Vous pouvez saisir le médiateur uniquement si vous avez effectué une 1re démarche sans avoir obtenu satisfaction.

Service en ligne
Demander une médiation au Médiateur des ministères économiques et financiers

Accéder au service en ligne  

Ministère chargé de l'économie

Où s’adresser ?

Vous pouvez saisir le médiateur si vous rencontrez des difficultés avec les services des ministères en charge de l'économie et des finances.

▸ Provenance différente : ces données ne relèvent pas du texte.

/// Notification delivery
///
/// Turns committed domain events into in-app notification rows, emails,
/// and live pushes. The fan-out rules live in `fanout`, real-time rooms
/// in `broadcast`, and the email seam in `mailer`. Everything here is
/// best-effort: a notification failure is logged and never surfaces to
/// the request that triggered it.

pub mod broadcast;
pub mod fanout;
pub mod mailer;
/// Configuration management for the API server
///
/// Everything comes from environment variables, with a `.env` file
/// honored in development. `from_env` validates up front so a bad
/// deployment fails at startup, not at first use.
///
/// # Environment Variables
///
/// - `DATABASE_URL`: PostgreSQL connection string (required)
/// - `API_HOST`: Host to bind to (default: 0.0.0.0)
/// - `API_PORT`: Port to bind to (default: 8000)
/// - `CORS_ORIGINS`: Comma-separated allowed origins (default: any)
/// - `JWT_SECRET`: Secret key for JWT signing (required)
/// - `JWT_EXPIRY_MINUTES`: Access token lifetime (default: 30)
/// - `SMTP_FROM`: Sender address for outbound mail (default: noreply@syncboard.dev)
/// - `RUST_LOG`: Log level (default: info)
///
/// # Example
///
/// ```no_run
/// use syncboard_api::config::Config;
///
/// # fn example() -> anyhow::Result<()> {
/// let config = Config::from_env()?;
/// println!("Server will listen on {}", config.bind_address());
/// # Ok(())
/// # }
/// ```

use serde::{Deserialize, Serialize};
use std::env;

/// Top-level configuration, one section per concern
#[derive(Debug, Clone, Serialize, Deserialize)]
pub struct Config {
    /// HTTP server settings
    pub api: ApiConfig,

    /// Database settings
    pub database: DatabaseConfig,

    /// Token signing settings
    pub jwt: JwtConfig,

    /// Outbound email settings
    pub smtp: SmtpConfig,
}

/// HTTP server settings
#[derive(Debug, Clone, Serialize, Deserialize)]
pub struct ApiConfig {
    /// Host to bind to
    pub host: String,

    /// Port to bind to
    pub port: u16,

    /// Allowed CORS origins
    ///
    /// An empty list means any origin is allowed (development mode).
    pub cors_origins: Vec<String>,
}

/// Database settings
#[derive(Debug, Clone, Serialize, Deserialize)]
pub struct DatabaseConfig {
    /// PostgreSQL connection URL
    pub url: String,

    /// Pool size cap
    pub max_connections: u32,
}

/// Token signing settings
#[derive(Debug, Clone, Serialize, Deserialize)]
pub struct JwtConfig {
    /// HS256 signing secret, at least 32 characters
    ///
    /// Generate with: `openssl rand -hex 32`
    pub secret: String,

    /// Access token lifetime in minutes
    pub expiry_minutes: i64,
}

impl JwtConfig {
    /// Returns the configured access token lifetime
    pub fn access_token_duration(&self) -> chrono::Duration {
        chrono::Duration::minutes(self.expiry_minutes)
    }
}

/// Outbound email settings
///
/// The shipped mailer is log-only, so host and credentials are not read.
#[derive(Debug, Clone, Serialize, Deserialize)]
pub struct SmtpConfig {
    /// Sender address announced on outbound mail
    pub from: String,
}

/// Reads a required environment variable
fn required(key: &str) -> anyhow::Result<String> {
    env::var(key).map_err(|_| anyhow::anyhow!("{} environment variable is required", key))
}

/// Reads an environment variable, falling back to a default
fn env_or(key: &str, default: &str) -> String {
    env::var(key).unwrap_or_else(|_| default.to_string())
}

/// Splits a comma-separated origin list, dropping empty entries
fn parse_cors_origins(raw: &str) -> Vec<String> {
    raw.split(',')
        .map(str::trim)
        .filter(|origin| !origin.is_empty())
        .map(str::to_string)
        .collect()
}

impl Config {
    /// Loads and validates configuration from the environment
    ///
    /// # Errors
    ///
    /// Returns an error if a required variable is missing, a numeric
    /// variable does not parse, or `JWT_SECRET` is too short.
    pub fn from_env() -> anyhow::Result<Self> {
        // Load .env file if present (for development)
        dotenvy::dotenv().ok();

        let api = ApiConfig {
            host: env_or("API_HOST", "0.0.0.0"),
            port: env_or("API_PORT", "8000").parse::<u16>()?,
            cors_origins: env::var("CORS_ORIGINS")
                .map(|raw| parse_cors_origins(&raw))
                .unwrap_or_default(),
        };

        let database = DatabaseConfig {
            url: required("DATABASE_URL")?,
            max_connections: env_or("DATABASE_MAX_CONNECTIONS", "10").parse::<u32>()?,
        };

        let secret = required("JWT_SECRET")?;
        if secret.len() < 32 {
            anyhow::bail!("JWT_SECRET must be at least 32 characters long");
        }

        let expiry_minutes = env_or("JWT_EXPIRY_MINUTES", "30").parse::<i64>()?;
        if expiry_minutes <= 0 {
            anyhow::bail!("JWT_EXPIRY_MINUTES must be positive");
        }

        Ok(Self {
            api,
            database,
            jwt: JwtConfig {
                secret,
                expiry_minutes,
            },
            smtp: SmtpConfig {
                from: env_or("SMTP_FROM", "noreply@syncboard.dev"),
            },
        })
    }

    /// Returns the server bind address
    pub fn bind_address(&self) -> String {
        format!("{}:{}", self.api.host, self.api.port)
    }
}

#[cfg(test)]
mod tests {
    use super::*;

    fn test_config() -> Config {
        Config {
            api: ApiConfig {
                host: "127.0.0.1".to_string(),
                port: 9100,
                cors_origins: Vec::new(),
            },
            database: DatabaseConfig {
                url: "postgresql://localhost/syncboard_test".to_string(),
                max_connections: 5,
            },
            jwt: JwtConfig {
                secret: "unit-test-secret-0123456789abcdef!!".to_string(),
                expiry_minutes: 45,
            },
            smtp: SmtpConfig {
                from: "noreply@syncboard.dev".to_string(),
            },
        }
    }

    #[test]
    fn test_bind_address_joins_host_and_port() {
        assert_eq!(test_config().bind_address(), "127.0.0.1:9100");
    }

    #[test]
    fn test_access_token_duration_uses_expiry_minutes() {
        let config = test_config();
        assert_eq!(
            config.jwt.access_token_duration(),
            chrono::Duration::minutes(45)
        );
    }

    #[test]
    fn test_parse_cors_origins_trims_and_drops_blanks() {
        assert_eq!(
            parse_cors_origins("http://localhost:3000, https://app.example.com"),
            vec![
                "http://localhost:3000".to_string(),
                "https://app.example.com".to_string()
            ]
        );
        assert!(parse_cors_origins("").is_empty());
        assert!(parse_cors_origins(" , ").is_empty());
    }
}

Votre demande est recevable à condition d'avoir fait une 1re démarche auprès du service concerné et de ne pas avoir obtenu satisfaction.

Par internet

En utilisant le formulaire en ligne

Par courrier

Monsieur le Médiateur du ministère de l'économie et des finances

BP 60153

14010 CAEN Cedex 1

(une lettre simple suffit)

Votre demande doit préciser les informations suivantes :

  • Description de votre problème (objet et raisons de votre demande)
  • Références du service concerné
  • Coordonnées (adresse et numéro de téléphone)
  • Copie des courriers échangés avec l'administration concernée

Le médiateur examine votre dossier et formule une recommandation au service concerné.

Si l'administration n'accepte pas de suivre cette recommandation, le médiateur peut soumettre directement l'affaire au ministre qui décidera des suites à donner.

  À savoir

à titre expérimental, un agent du ministère peut saisir le médiateur. Il peut lui soumettre une décision concernant sa situation administrative et statutaire.